Здесь описана всепоглощающая страсть — сила, ведущая человека от начального вожделения к конечному обладанию. Страсть не знает жалости, но знает разнообразные оттенки других чувств — многие из них можно найти в набоковских стихах о бабочках.

 

Осип Мандельштам

 

О, бабочка, о, мусульманка,

В разрезанном саване вся —

Жизняночка и умиранка,

Такая большая — сия!

 

С большими усами кусава

Ушла с головою в бурнус.

О, флагом развернутый саван,

Сложи свои крылья — боюсь!

                       Ноябрь 1933

 

Стихотворение входит в состав «Восьмистиший», которые принято рассматривать как цикл, хотя Надежда Яковлевна Мандельштам против этого возражала, ссылаясь на самого Мандельштама: «Он долго убеждал меня, что восьмистишие — это просто неудавшееся большое стихотворение, но постепенно я замечала, что он начал их читать людям. В частности, он прочел Пастернаку „О, бабочка, о мусульманка”»[19]. Так или иначе, 11 восьмистиший представляют собой достаточно тесное смысловое единство: «они все написаны более или менее на одну тему. Это стихи о познании, или, как бы мы теперь сказали, о формах откровения…»[20]

Общий контекст восьмистиший помогает прояснить прежде всего одну важную деталь, вызывающую вопросы в стихах о бабочке: почему она названа «мусульманкой»? Ответ подсказан другим восьмистишием:

 

И клена зубчатая лапа

Купается в круглых углах,

И можно из бабочек крапа

Рисунки слагать на стенах.

 

Бывают мечети живые —

И я догадался сейчас:

Быть может, мы — Айя-София

С бесчисленным множеством глаз.

 

Два восьмистишия имеют общую зрительную основу — во втором, по словам М. Л. Гаспарова, описан «живой купол Айя-Софии с круглыми углами подкупольных парусов и изображениями многоочитых шестикрылых серафимов, похожих очертаниями на бабочек. Отсюда… „О, бабочка, о, мусульманка…”, портрет бабочки, рождающейся из савана куколки, похожего на мусульманское покрывало» [21]; к этому добавим, что мозаичные серафимы тоже похожи не только на бабочек, но и на женщин в мусульманских  одеждах.

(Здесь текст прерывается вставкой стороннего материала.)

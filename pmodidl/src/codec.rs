//! Sérialisation et désérialisation génériques des éléments.
//!
//! Le codec parcourt les liaisons d'un élément dans l'ordre de déclaration
//! et lit ou écrit l'arbre XML correspondant. Les règles d'extension de
//! l'élément (`serialize_extra` / `deserialize_extra`) sont appliquées après
//! les liaisons.
//!
//! Une propriété obligatoire en échec fait échouer tout l'élément ; un échec
//! d'élément imbriqué sur une propriété optionnelle est ignoré et la
//! propriété reste invalide. Une valeur illisible ou une multiplicité
//! inattendue est toujours fatale.

use tracing::{debug, trace, warn};
use xmltree::{Element as XmlElement, XMLNode};

use crate::context::{DeserializationContext, SerializationContext};
use crate::element::DidlElement;
use crate::errors::{DidlError, Result};
use crate::property::{Cardinality, FieldRef, PropertyBinding};
use crate::registry::ElementRegistry;
use crate::utils::{find_attribute, matching_children, names_match, node_text, qualified_name, text_element};
use crate::value::PropertyKind;

/// Résultat de la sérialisation d'une propriété, appliqué au nœud seulement
/// en cas de succès.
enum PropertyOutput {
    Attribute(String, String),
    Text(String),
    Children(Vec<XmlElement>),
}

impl PropertyOutput {
    fn apply(self, node: &mut XmlElement) {
        match self {
            PropertyOutput::Attribute(name, value) => {
                node.attributes.insert(name, value);
            }
            PropertyOutput::Text(text) => node.children.push(XMLNode::Text(text)),
            PropertyOutput::Children(children) => node
                .children
                .extend(children.into_iter().map(XMLNode::Element)),
        }
    }
}

/// Sérialise `element` et l'ajoute comme enfant de `parent`.
///
/// En cas d'erreur, `parent` n'est pas modifié.
pub fn serialize(element: &dyn DidlElement, parent: &mut XmlElement, ctx: &SerializationContext) -> Result<()> {
    let node = serialize_to_node(element, ctx)?;
    parent.children.push(XMLNode::Element(node));
    Ok(())
}

/// Sérialise `element` dans un nouveau nœud XML.
pub fn serialize_to_node(element: &dyn DidlElement, ctx: &SerializationContext) -> Result<XmlElement> {
    let element_name = element.element_name();
    let mut node = XmlElement::new(element_name);

    for index in 0..element.property_count() {
        let Some(binding) = element.binding_at(index) else {
            continue;
        };
        binding.validate(element_name)?;

        let required = binding.is_required(ctx.version());
        if !binding.is_valid() {
            if required {
                return Err(DidlError::missing(element_name, binding.key()));
            }
            continue;
        }

        if ctx.version() < binding.min_version() {
            trace!(
                element = %element_name,
                property = %binding.key(),
                version = ctx.version(),
                "Property skipped for this protocol version"
            );
            continue;
        }

        if !required && !ctx.filter().allows(element_name, binding) {
            continue;
        }

        let Some(value) = element.read_property(index) else {
            continue;
        };

        match serialize_property(element_name, binding, value, ctx) {
            Ok(output) => output.apply(&mut node),
            Err(err) if required || matches!(err, DidlError::InvalidBinding { .. }) => return Err(err),
            Err(err) => {
                debug!(
                    element = %element_name,
                    property = %binding.key(),
                    error = %err,
                    "Optional property not serialized"
                );
            }
        }
    }

    element.serialize_extra(&mut node, ctx)?;
    Ok(node)
}

fn serialize_property(
    element_name: &str,
    binding: &PropertyBinding,
    value: FieldRef<'_>,
    ctx: &SerializationContext,
) -> Result<PropertyOutput> {
    match value {
        FieldRef::Scalars(values) => {
            let mut texts: Vec<String> = values.iter().map(|v| v.to_text()).collect();
            if binding.is_attribute() || binding.is_text() {
                if texts.len() > 1 {
                    return Err(DidlError::multiplicity(element_name, binding.key(), texts.len()));
                }
                let text = texts.pop().unwrap_or_default();
                return Ok(if binding.is_attribute() {
                    PropertyOutput::Attribute(binding.name().to_string(), text)
                } else {
                    PropertyOutput::Text(text)
                });
            }
            if binding.cardinality() == Cardinality::Single && texts.len() > 1 {
                return Err(DidlError::multiplicity(element_name, binding.key(), texts.len()));
            }
            Ok(PropertyOutput::Children(
                texts
                    .iter()
                    .map(|text| text_element(binding.name(), text))
                    .collect(),
            ))
        }
        FieldRef::Elements(items) => {
            if binding.cardinality() == Cardinality::Single && items.len() > 1 {
                return Err(DidlError::multiplicity(element_name, binding.key(), items.len()));
            }
            let children = items
                .into_iter()
                .map(|item| serialize_to_node(item, ctx))
                .collect::<Result<Vec<_>>>()?;
            Ok(PropertyOutput::Children(children))
        }
    }
}

/// Résout le type de `node` dans le registre puis le désérialise.
pub fn deserialize(
    node: &XmlElement,
    registry: &ElementRegistry,
    ctx: &DeserializationContext,
) -> Result<Box<dyn DidlElement>> {
    let mut element = registry
        .resolve_node(node, ctx.lenient_names())
        .ok_or_else(|| DidlError::UnknownType(qualified_name(node)))?;
    deserialize_into(node, element.as_mut(), ctx)?;
    Ok(element)
}

/// Désérialise `node` dans un élément existant.
///
/// En cas d'erreur, l'élément retrouve son état d'avant l'appel.
pub fn deserialize_into(node: &XmlElement, element: &mut dyn DidlElement, ctx: &DeserializationContext) -> Result<()> {
    let snapshot = element.clone_element();
    let result = deserialize_bindings(node, element, ctx);
    if result.is_err() && !element.assign_from(snapshot.as_any()) {
        warn!(element = %element.element_name(), "Element state not restored after failure");
    }
    result
}

fn deserialize_bindings(node: &XmlElement, element: &mut dyn DidlElement, ctx: &DeserializationContext) -> Result<()> {
    let element_name = element.element_name().to_string();
    let node_name = qualified_name(node);
    if !element_name.is_empty() && !names_match(&node_name, &element_name, ctx.lenient_names()) {
        return Err(DidlError::UnexpectedElement {
            expected: element_name,
            found: node_name,
        });
    }

    for index in 0..element.property_count() {
        let Some(binding) = element.binding_at(index).cloned() else {
            continue;
        };
        binding.validate(&element_name)?;

        if let Some(b) = element.binding_at_mut(index) {
            b.set_valid(false);
        }

        if ctx.version() < binding.min_version() {
            trace!(
                element = %element_name,
                property = %binding.key(),
                version = ctx.version(),
                "Property ignored for this protocol version"
            );
            continue;
        }

        let required = binding.is_required(ctx.version());
        let present = if binding.is_attribute() {
            read_attribute(node, element, index, &binding, ctx)?
        } else if binding.is_text() {
            read_text(node, element, index)?
        } else if binding.kind() == PropertyKind::Element {
            let children = children_for(node, &binding, &element_name, ctx)?;
            if children.is_empty() {
                false
            } else {
                match element.deserialize_property_elements(index, &children, ctx) {
                    Ok(()) => true,
                    Err(err) if required || matches!(err, DidlError::InvalidBinding { .. }) => {
                        return Err(err);
                    }
                    Err(err) => {
                        debug!(
                            element = %element_name,
                            property = %binding.key(),
                            error = %err,
                            "Optional property not deserialized"
                        );
                        continue;
                    }
                }
            }
        } else {
            read_child_scalars(node, element, index, &binding, &element_name, ctx)?
        };

        if !present {
            if required {
                return Err(DidlError::missing(&element_name, binding.key()));
            }
            continue;
        }

        if let Some(b) = element.binding_at_mut(index) {
            b.set_valid(true);
        }
    }

    element.deserialize_extra(node, ctx)
}

fn read_attribute(
    node: &XmlElement,
    element: &mut dyn DidlElement,
    index: usize,
    binding: &PropertyBinding,
    ctx: &DeserializationContext,
) -> Result<bool> {
    match find_attribute(node, binding.name(), ctx.lenient_names()) {
        Some(raw) => {
            element.write_property_text(index, std::slice::from_ref(raw))?;
            Ok(true)
        }
        None => Ok(false),
    }
}

fn read_text(node: &XmlElement, element: &mut dyn DidlElement, index: usize) -> Result<bool> {
    match node_text(node) {
        Some(text) if !text.is_empty() => {
            element.write_property_text(index, &[text])?;
            Ok(true)
        }
        _ => Ok(false),
    }
}

fn children_for<'a>(
    node: &'a XmlElement,
    binding: &PropertyBinding,
    element_name: &str,
    ctx: &DeserializationContext,
) -> Result<Vec<&'a XmlElement>> {
    let children = matching_children(node, binding.name(), ctx.lenient_names());
    if children.len() > 1 && binding.cardinality() == Cardinality::Single {
        return Err(DidlError::multiplicity(element_name, binding.key(), children.len()));
    }
    Ok(children)
}

fn read_child_scalars(
    node: &XmlElement,
    element: &mut dyn DidlElement,
    index: usize,
    binding: &PropertyBinding,
    element_name: &str,
    ctx: &DeserializationContext,
) -> Result<bool> {
    let children = children_for(node, binding, element_name, ctx)?;
    if children.is_empty() {
        return Ok(false);
    }
    let raws: Vec<String> = children
        .iter()
        .map(|child| node_text(child).unwrap_or_default())
        .collect();
    element.write_property_text(index, &raws)?;
    Ok(true)
}

/// Sérialise un élément en texte XML (sans déclaration).
pub fn to_xml_string(element: &dyn DidlElement, ctx: &SerializationContext) -> Result<String> {
    let node = serialize_to_node(element, ctx)?;
    write_node(&node, false)
}

/// Écrit un nœud XML en texte.
pub fn write_node(node: &XmlElement, document: bool) -> Result<String> {
    let mut buf = Vec::new();
    let config = xmltree::EmitterConfig::new()
        .write_document_declaration(document)
        .perform_indent(document)
        .indent_string("  ");
    node.write_with_config(&mut buf, config)?;
    Ok(String::from_utf8_lossy(&buf).into_owned())
}

/// Analyse un texte XML puis le désérialise dans `element`.
pub fn from_xml_str(xml: &str, element: &mut dyn DidlElement, ctx: &DeserializationContext) -> Result<()> {
    let node = XmlElement::parse(xml.as_bytes())?;
    deserialize_into(&node, element, ctx)
}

Мандельштам не был в Стамбуле и не видел Айя-Софии, но представление о ней имел достаточно подробное из книжных источников[22]. Конкретно о серафимах он мог прочесть в книге Д. В. Айналова, у которого учился в Санкт-Петербургском университете: «Изображения шестикрылых херувимов с длинными крыльями и голубыми перьями также представляют единственный известный до сих пор тип. Этот тип встречается только в мозаике купола церкви св. Софии. Херувимы изображены здесь в парусах купола… и не имеют ног и рук. <…> Лица херувимов обрамлены крыльями с перьями голубого цвета»[23].

На пересказе книжных источников Мандельштам выстраивает образ храма в раннем стихотворении «Айя-София» (1912):

 

Прекрасен храм, купающийся в мире,

И сорок окон — света торжество,

На парусах, под куполом, четыре

Архангела — прекраснее всего.

 

Через двадцать лет в восьмистишиях все эти архитектурно-декоративные детали превращаются во что-то живое: «сорок окон» становятся «бесчисленным множеством глаз», а мозаики кажутся сделанными «из бабочек крапа». Единство и взаимопроникновение природы и культуры — давняя тема Мандельштама (ср. «Природа — тот же Рим и отразилась в нем», 1914) и сквозная тема «Восьмистиший», на этом фоне кажется органичным совмещение портрета живой бабочки с воспоминанием о серафимах Айя-Софии.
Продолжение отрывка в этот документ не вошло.